Ectopic TH expression is seen in particular subsets of Purkinje cells, which
form a zebrin II-like stripe array (Figure 2A, B) [42,49,52]. However, the
distribution of TH-immunopositive Purkinje cells did not completely overlapped
with that of the zebrin II-immunopositive Purkinje cells. TH-immunopositive
Purkinje stripes were present in the zebrin II-defined transverse zones, i.e., lobules
VI to VII (central zone) and ventral IX and lobule X (nodular zone) (Figure 2E,
F)[52]. TH-immunopositive Purkinje cell stripes in these regions make an
alternating array to heat-shock protein HSP25 (HSP25)-immunopositive Purkinje
cell stripes (Figure 2F.G) [52]. Since the mutated Cav2.1 channel was expressed
uniformly through all Purkinje cells of the rolling cerebellum [51], the ectopic TH
expression may not be linked with the expression of the mutated Cav2.1 channel.
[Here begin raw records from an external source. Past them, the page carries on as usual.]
//! Per-profile venue contexts.
//!
//! [`ContextRegistry`] hands out one [`ProfileContext`] per client profile,
//! created lazily from durable storage. All tabs of a browser profile served
//! by this process share the same store and selector.
//!
//! The cache is bounded: it holds at most [`RegistryLimits::max_profiles`]
//! contexts, and [`ContextRegistry::evict_idle`] drops contexts unused for
//! longer than [`RegistryLimits::idle_ttl`]. An evicted profile is reloaded
//! from storage on its next request. Profiles minted for a single request
//! get a transient, memory-only context that is never cached.

use std::collections::HashMap;
use std::sync::atomic::{AtomicI64, Ordering};
use std::sync::{Arc, PoisonError, RwLock};

use chrono::{DateTime, Duration, Utc};

use super::kv::{KeyValuePort, MemoryKeyValue, ProfileStorage, StorageError};
use super::venue_context::{Subscription, VenueContextStore};
use crate::domain::{ClientProfile, EventBus, RequestProfile, SelectionEvent, VenueAutoSelector};

/// Venue context of one client profile.
#[derive(Debug)]
pub struct ProfileContext {
    profile: ClientProfile,
    store: VenueContextStore,
    selector: VenueAutoSelector,
    last_used_ms: AtomicI64,
    _events: Subscription,
}

impl ProfileContext {
    /// Profile this context belongs to.
    #[must_use]
    pub const fn profile(&self) -> ClientProfile {
        self.profile
    }

    /// The persisted selection cell.
    #[must_use]
    pub const fn store(&self) -> &VenueContextStore {
        &self.store
    }

    /// The reconciliation policy bound to this profile's store.
    #[must_use]
    pub const fn selector(&self) -> &VenueAutoSelector {
        &self.selector
    }

    fn touch(&self, now: DateTime<Utc>) {
        self.last_used_ms.store(now.timestamp_millis(), Ordering::Relaxed);
    }

    fn last_used_ms(&self) -> i64 {
        self.last_used_ms.load(Ordering::Relaxed)
    }
}

/// Bounds of the context cache.
#[derive(Debug, Clone, Copy, PartialEq, Eq)]
pub struct RegistryLimits {
    /// Maximum number of cached profiles.
    pub max_profiles: usize,
    /// Cached contexts unused for longer than this are evicted by
    /// [`ContextRegistry::evict_idle`].
    pub idle_ttl: Duration,
}

impl Default for RegistryLimits {
    fn default() -> Self {
        Self {
            max_profiles: 10_000,
            idle_ttl: Duration::hours(1),
        }
    }
}

/// Bounded, lazily populated map of profile contexts over a shared storage
/// backend.
#[derive(Debug)]
pub struct ContextRegistry {
    storage: Arc<dyn KeyValuePort>,
    event_bus: EventBus,
    limits: RegistryLimits,
    contexts: RwLock<HashMap<ClientProfile, Arc<ProfileContext>>>,
}

impl ContextRegistry {
    /// Creates an empty registry. Stores publish their changes on `event_bus`.
    #[must_use]
    pub fn new(storage: Arc<dyn KeyValuePort>, event_bus: EventBus, limits: RegistryLimits) -> Self {
        Self {
            storage,
            event_bus,
            limits: RegistryLimits {
                max_profiles: limits.max_profiles.max(1),
                ..limits
            },
            contexts: RwLock::new(HashMap::new()),
        }
    }

    /// Returns the context for a request's profile.
    ///
    /// Returning profiles go through [`Self::for_profile`]. A minted profile
    /// gets a fresh context over memory-only storage that is neither cached
    /// nor persisted.
    ///
    /// # Errors
    ///
    /// Returns [`StorageError`] if the profile's persisted selection cannot
    /// be read.
    pub fn acquire(&self, profile: RequestProfile) -> Result<Arc<ProfileContext>, StorageError> {
        if profile.minted {
            let scratch: Arc<dyn KeyValuePort> = Arc::new(MemoryKeyValue::new());
            return self.build(profile.id, scratch).map(Arc::new);
        }
        self.for_profile(profile.id)
    }

    /// Returns the cached context for `profile`, loading it from durable
    /// storage on first use.
    ///
    /// # Errors
    ///
    /// Returns [`StorageError`] if the profile's persisted selection cannot
    /// be read.
    pub fn for_profile(&self, profile: ClientProfile) -> Result<Arc<ProfileContext>, StorageError> {
        let now = Utc::now();
        if let Some(ctx) = self
            .contexts
            .read()
            .unwrap_or_else(PoisonError::into_inner)
            .get(&profile)
        {
            ctx.touch(now);
            return Ok(Arc::clone(ctx));
        }

        let mut contexts = self.contexts.write().unwrap_or_else(PoisonError::into_inner);
        if let Some(ctx) = contexts.get(&profile) {
            ctx.touch(now);
            return Ok(Arc::clone(ctx));
        }

        let ctx = Arc::new(self.build(profile, Arc::clone(&self.storage))?);
        while contexts.len() >= self.limits.max_profiles {
            let Some(oldest) = least_recently_used(&contexts) else {
                break;
            };
            contexts.remove(&oldest);
            tracing::debug!(profile = %oldest, "venue context evicted at capacity");
        }
        contexts.insert(profile, Arc::clone(&ctx));
        tracing::debug!(%profile, "venue context loaded");
        Ok(ctx)
    }

    /// Drops cached contexts idle for longer than the configured TTL.
    /// Contexts still held by an in-flight request are kept.
    ///
    /// Returns the number of evicted contexts.
    pub fn evict_idle(&self, now: DateTime<Utc>) -> usize {
        let cutoff = (now - self.limits.idle_ttl).timestamp_millis();
        let mut contexts = self.contexts.write().unwrap_or_else(PoisonError::into_inner);
        let before = contexts.len();
        contexts.retain(|_, ctx| Arc::strong_count(ctx) > 1 || ctx.last_used_ms() >= cutoff);
        before - contexts.len()
    }

    /// Number of cached profiles.
    #[must_use]
    pub fn len(&self) -> usize {
        self.contexts
            .read()
            .unwrap_or_else(PoisonError::into_inner)
            .len()
    }

    /// Returns `true` if no profile is cached.
    #[must_use]
    pub fn is_empty(&self) -> bool {
        self.len() == 0
    }

    fn build(
        &self,
        profile: ClientProfile,
        storage: Arc<dyn KeyValuePort>,
    ) -> Result<ProfileContext, StorageError> {
        let scoped = ProfileStorage::new(storage, profile);
        let store = VenueContextStore::load(Arc::new(scoped))?;
        let bus = self.event_bus.clone();
        let events = store.subscribe(move |venue_id| {
            bus.publish(SelectionEvent::SelectionChanged {
                profile,
                venue_id: venue_id.cloned(),
                timestamp: Utc::now(),
            });
        });

        Ok(ProfileContext {
            profile,
            store,
            selector: VenueAutoSelector::new(),
            last_used_ms: AtomicI64::new(Utc::now().timestamp_millis()),
            _events: events,
        })
    }
}

/// Least recently used context that no request is holding.
fn least_recently_used(
    contexts: &HashMap<ClientProfile, Arc<ProfileContext>>,
) -> Option<ClientProfile> {
    contexts
        .iter()
        .filter(|(_, ctx)| Arc::strong_count(ctx) == 1)
        .min_by_key(|(_, ctx)| ctx.last_used_ms())
        .map(|(profile, _)| *profile)
}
The ectopic TH expression in the rolling Purkinje cells may be related to the
corticotropin-releasing factor (CRF) immunopositive-climbing fiber projections
(see next section).
5. Innervation of CRF-Immunopositive climbing fibers
CRF serves as a neuromodulator in normal cerebellar circuits to enhance the
glutamate sensitivity and reduce the GABA sensitivity of Purkinje cells [3,5] by
suppressing the afterhyperpolarization [13]. It is also known that the CRF from
climbing fibers serves a critical role in the induction of long-term depression
(LTD) at the parallel fiber synapses of Purkinje cells [24]. In normal mice,
CRF-immunopositive climbing fibers are organized into parasagittal stripes in the
cerebellum that resemble the zebrin II-positive Purkinje cell stripes [18,45]. Our
previous studies revealed an enhanced CRF immunostaining in the climbing fiber
subsets without changes in the overall distribution (Figure 3)[53], and an
increased expression of CRF mRNA in the inferior olivary origin of these
CRF-positive climbing fibers in rolling mice [48]. Therefore, increased levels of
CRF in the climbing fibers of the rolling mouse cerebellum may alter the
excitability and/or LTD induction of the Purkinje cells.
164
K. Sawada and Y. Fukui
Our previous immunohistochemical study also revealed that the ectopic TH
expression in the rolling Purkinje cells appeared corresponding to the terminal
fields of CRF-immunopositive climbing fibers (Figure 3) [53]. Therefore, the
ectopic TH expression in the rolling Purkinje cells may not be linked with the
mutated Cav 2.1 expression, and may rather involve increased levels of CRF in a
particular component of olivocerebellar tracts.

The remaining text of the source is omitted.